Cooperation and Dialogue between Science and Politics of Great Importance
The World Coral Reef Conference devoted an entire day to scientific recommendations for overcoming the severe coral reef crisis. It shed light on the fact that there isn’t a lack of ideas and proposals from the scientific community, but rather a lack of communication with decision-makers from politics, business, and civil society that ultimately results in inaction. Andréa Grottoli, President of the International Coral Reef Society: “Scientists must move toward politics and politics toward science. If they can meet in the middle, it’s already a big win.”

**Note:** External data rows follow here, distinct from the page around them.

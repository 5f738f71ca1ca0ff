use ans_pipeline::config::PipelineConfig;
use ans_pipeline::infra::http_client::ReqwestHttp;
use ans_pipeline::pipeline::{Orchestrator, RunSummary, Stage};
use ans_pipeline::server::{self, ApiState};
use ans_pipeline::{logging, metrics};
use anyhow::Context;
use clap::{Parser, Subcommand};
use std::path::PathBuf;
use std::sync::Arc;
use tracing::{error, info};

const DEFAULT_METRICS_PORT: u16 = 9000;

#[derive(Parser)]
#[command(name = "ans_pipeline")]
#[command(about = "ANS quarterly expense disclosures: download, consolidate, enrich, validate, aggregate")]
#[command(version)]
struct Cli {
    /// Path to a TOML config file (defaults to ./config.toml when present)
    #[arg(long, global = true)]
    config: Option<PathBuf>,

    #[command(subcommand)]
    command: Commands,
}

#[derive(Subcommand)]
enum Commands {
    /// Run the pipeline, optionally resuming at a later stage
    Run {
        #[arg(long, value_enum, default_value = "fetch")]
        from: Stage,
    },
    /// List the archives the next fetch would download
    Scan,
    /// Download the recent archives and the operator registry
    Fetch,
    /// Unpack archives and write the consolidated CSV
    Extract,
    /// Join the consolidated CSV with the registry
    Enrich,
    /// Drop rows with an invalid CNPJ, empty name or non-positive amount
    Validate,
    /// Per operator and UF expense statistics
    Aggregate,
    /// Zip the final outputs
    Package,
    /// Serve the read API over the processed data
    Serve {
        #[arg(long)]
        port: Option<u16>,
    },
}

fn print_summary(summary: &RunSummary) {
    println!("\nPipeline results:");
    let counts = [
        ("Archives fetched", summary.archives),
        ("Consolidated rows", summary.consolidated_rows),
        ("Skipped files", summary.skipped_files),
        ("Enriched rows", summary.enriched_rows),
        ("Validated rows", summary.validated_rows),
        ("Aggregate groups", summary.groups),
    ];
    for (label, value) in counts {
        if let Some(v) = value {
            println!("   {label}: {v}");
        }
    }
    if let Some(bundle) = &summary.bundle {
        println!("   Bundle: {}", bundle.display());
    }
}

async fn run_single(orchestrator: &Orchestrator<'_>, stage: Stage) -> ans_pipeline::error::Result<RunSummary> {
    let mut summary = RunSummary::default();
    orchestrator.run_stage(stage, &mut summary).await?;
    Ok(summary)
}

async fn run(cli: Cli, config: PipelineConfig) -> anyhow::Result<()> {
    let http = ReqwestHttp::new(config.source.timeout_seconds)?;
    let orchestrator = Orchestrator::new(&http, &config);

    let summary = match cli.command {
        Commands::Run { from } => {
            if let Some(port) = metrics::port_from_env() {
                metrics::init_metrics(port);
            }
            info!("Running pipeline from stage {}", from);
            orchestrator.run_from(from).await?
        }
        Commands::Scan => {
            for entry in orchestrator.scan().await? {
                println!("{}\t{}", entry.period(), entry.remote_url);
            }
            return Ok(());
        }
        Commands::Fetch => run_single(&orchestrator, Stage::Fetch).await?,
        Commands::Extract => run_single(&orchestrator, Stage::Extract).await?,
        Commands::Enrich => run_single(&orchestrator, Stage::Enrich).await?,
        Commands::Validate => run_single(&orchestrator, Stage::Validate).await?,
        Commands::Aggregate => run_single(&orchestrator, Stage::Aggregate).await?,
        Commands::Package => run_single(&orchestrator, Stage::Package).await?,
        Commands::Serve { port } => {
            let port = port.unwrap_or(config.api.port);
            metrics::init_metrics(metrics::port_from_env().unwrap_or(DEFAULT_METRICS_PORT));
            let state = ApiState::load(orchestrator.paths()).context("loading API data")?;
            server::start_server(Arc::new(state), port).await?;
            return Ok(());
        }
    };

    print_summary(&summary);
    Ok(())
}

#[tokio::main]
async fn main() -> anyhow::Result<()> {
    dotenv::dotenv().ok();
    let cli = Cli::parse();
    let config = PipelineConfig::load(cli.config.as_deref()).context("loading configuration")?;
    let _guard = logging::init_logging(&config.storage.log_dir);

    if let Err(e) = run(cli, config).await {
        error!("Pipeline failed: {:#}", e);
        return Err(e);
    }
    Ok(())
}
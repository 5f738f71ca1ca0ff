#![allow(dead_code)]

use ans_pipeline::app::ports::HttpClientPort;
use ans_pipeline::error::{PipelineError, Result};
use ans_pipeline::types::DownloadedFile;
use async_trait::async_trait;
use chrono::Utc;
use sha2::{Digest, Sha256};
use std::collections::HashMap;
use std::io::{Cursor, Write};
use std::path::Path;
use zip::write::SimpleFileOptions;
use zip::ZipWriter;

pub const ROOT: &str = "http://ans.test/FTP/PDA/";

/// Serves canned listing pages and file bodies; anything else is a 404.
#[derive(Default)]
pub struct FakeHttp {
    pages: HashMap<String, String>,
    files: HashMap<String, Vec<u8>>,
}

impl FakeHttp {
    pub fn new() -> Self {
        Self::default()
    }

    pub fn page(mut self, url: &str, hrefs: &[&str]) -> Self {
        self.pages.insert(url.to_string(), listing(hrefs));
        self
    }

    pub fn file(mut self, url: &str, body: Vec<u8>) -> Self {
        self.files.insert(url.to_string(), body);
        self
    }
}

fn not_found(url: &str) -> PipelineError {
    PipelineError::Network {
        url: url.to_string(),
        status: 404,
    }
}

#[async_trait]
impl HttpClientPort for FakeHttp {
    async fn get_text(&self, url: &str) -> Result<String> {
        self.pages.get(url).cloned().ok_or_else(|| not_found(url))
    }

    async fn download(&self, url: &str, dest: &Path) -> Result<DownloadedFile> {
        let body = self.files.get(url).ok_or_else(|| not_found(url))?;
        std::fs::write(dest, body)?;
        Ok(DownloadedFile {
            url: url.to_string(),
            path: dest.to_path_buf(),
            bytes: body.len() as u64,
            sha256: hex::encode(Sha256::digest(body)),
            fetched_at: Utc::now(),
        })
    }
}

/// An Apache-style directory listing.
pub fn listing(hrefs: &[&str]) -> String {
    let mut html = String::from("<html><body><h1>Index</h1><pre><a href=\"../\">Parent Directory</a>\n");
    for href in hrefs {
        html.push_str(&format!("<a href=\"{href}\">{href}</a>  2024-05-01 10:00  1.2M\n"));
    }
    html.push_str("</pre></body></html>");
    html
}

/// An in-memory zip with the given members.
pub fn zip_bytes(members: &[(&str, &[u8])]) -> Vec<u8> {
    let mut writer = ZipWriter::new(Cursor::new(Vec::new()));
    for (name, body) in members {
        writer.start_file(*name, SimpleFileOptions::default()).unwrap();
        writer.write_all(body).unwrap();
    }
    writer.finish().unwrap().into_inner()
}
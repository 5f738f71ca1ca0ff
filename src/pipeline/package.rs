//! Zip packaging of the final outputs.

use crate::config::DataPaths;
use crate::error::{PipelineError, Result};
use std::fs::{self, File};
use std::io;
use std::path::{Path, PathBuf};
use tracing::{info, instrument, warn};
use zip::write::SimpleFileOptions;
use zip::{CompressionMethod, ZipWriter};

/// Write `files` into a new deflated archive at `dest`, each stored under its
/// file name.
pub fn zip_files(files: &[PathBuf], dest: &Path) -> Result<()> {
    if let Some(parent) = dest.parent() {
        fs::create_dir_all(parent)?;
    }
    let mut writer = ZipWriter::new(File::create(dest)?);
    for path in files {
        let name = path
            .file_name()
            .and_then(|n| n.to_str())
            .ok_or_else(|| PipelineError::format(path, "file name is not valid utf-8"))?;
        let options = SimpleFileOptions::default().compression_method(CompressionMethod::Deflated);
        writer.start_file(name, options)?;
        io::copy(&mut File::open(path)?, &mut writer)?;
    }
    writer.finish()?;
    Ok(())
}

/// Zip the consolidated CSV next to the final outputs.
#[instrument(skip(paths))]
pub fn package_consolidated(paths: &DataPaths) -> Result<PathBuf> {
    let dest = paths.consolidated_zip();
    zip_files(&[paths.consolidated()], &dest)?;
    info!("Packaged {}", dest.display());
    Ok(dest)
}

/// Bundle the consolidated zip and the aggregated CSV, whichever exist.
#[instrument(skip(paths))]
pub fn package_bundle(paths: &DataPaths, bundle_name: &str) -> Result<PathBuf> {
    let candidates = [paths.consolidated_zip(), paths.aggregated()];
    let (present, missing): (Vec<PathBuf>, Vec<PathBuf>) = candidates.into_iter().partition(|p| p.is_file());
    for path in &missing {
        warn!(file = %path.display(), "Not found, left out of the bundle");
    }
    if present.is_empty() {
        return Err(PipelineError::Discovery("nothing to bundle".to_string()));
    }
    let dest = paths.final_dir.join(bundle_name);
    zip_files(&present, &dest)?;
    info!("Bundle written to {} ({} files)", dest.display(), present.len());
    Ok(dest)
}

#[cfg(test)]
mod tests {
    use super::*;
    use std::io::Read;
    use tempfile::TempDir;
    use zip::ZipArchive;

    fn member_names(path: &Path) -> Vec<String> {
        let archive = ZipArchive::new(File::open(path).unwrap()).unwrap();
        let mut names: Vec<String> = archive.file_names().map(str::to_string).collect();
        names.sort();
        names
    }

    #[test]
    fn consolidated_csv_is_zipped_with_its_content() {
        let dir = TempDir::new().unwrap();
        let paths = DataPaths::new(dir.path());
        fs::create_dir_all(&paths.processed).unwrap();
        fs::write(paths.consolidated(), "RegistroANS,Ano,Trimestre,ValorDespesas\n1,2024,1,2.5\n").unwrap();

        let zip_path = package_consolidated(&paths).unwrap();
        let mut archive = ZipArchive::new(File::open(&zip_path).unwrap()).unwrap();
        let mut content = String::new();
        archive.by_name("consolidado_despesas.csv").unwrap().read_to_string(&mut content).unwrap();
        assert!(content.ends_with("1,2024,1,2.5\n"));
    }

    #[test]
    fn bundle_takes_whatever_exists() {
        let dir = TempDir::new().unwrap();
        let paths = DataPaths::new(dir.path());
        fs::create_dir_all(&paths.final_dir).unwrap();
        fs::write(paths.aggregated(), "RazaoSocial,UF\n").unwrap();

        let bundle = package_bundle(&paths, "bundle.zip").unwrap();
        assert_eq!(member_names(&bundle), vec!["despesas_agregadas.csv"]);
    }

    #[test]
    fn empty_bundle_is_an_error() {
        let dir = TempDir::new().unwrap();
        let paths = DataPaths::new(dir.path());
        assert!(matches!(package_bundle(&paths, "bundle.zip"), Err(PipelineError::Discovery(_))));
    }
}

It was expressly emphasized that what continues to remain important is the strategy paper “Rebuilding Coral Reefs: A Decadal Grand Challenge.” The paper is aimed at decision-makers from politics, administration, business, and civil society worldwide. “In it, we want to make clear the urgency of measures needed to protect and restore coral reefs,” said Dr. Sebastian Ferse and Professor Christian Wild, both Bremen-based coauthors of the international strategy paper. It was presented for the first time a year ago as part of the 14th World Coral Reef Conference.
First World Coral Reef Conference in Europe
The CO2 emissions, that have caused anthropogenic climate change and will lead to the steady decline of the world’s coral reefs if nothing changes, come primarily from industrialized nations. The 15th World Coral Reef Conference being held in attendance by an institution in Europe for the first time is therefore no coincidence. “It’s an indication that we have to face the joint responsibility of the coral reef crisis in the tropics and look for possible solutions for this crisis,” said marine biologist Christian Wild from the University of Bremen.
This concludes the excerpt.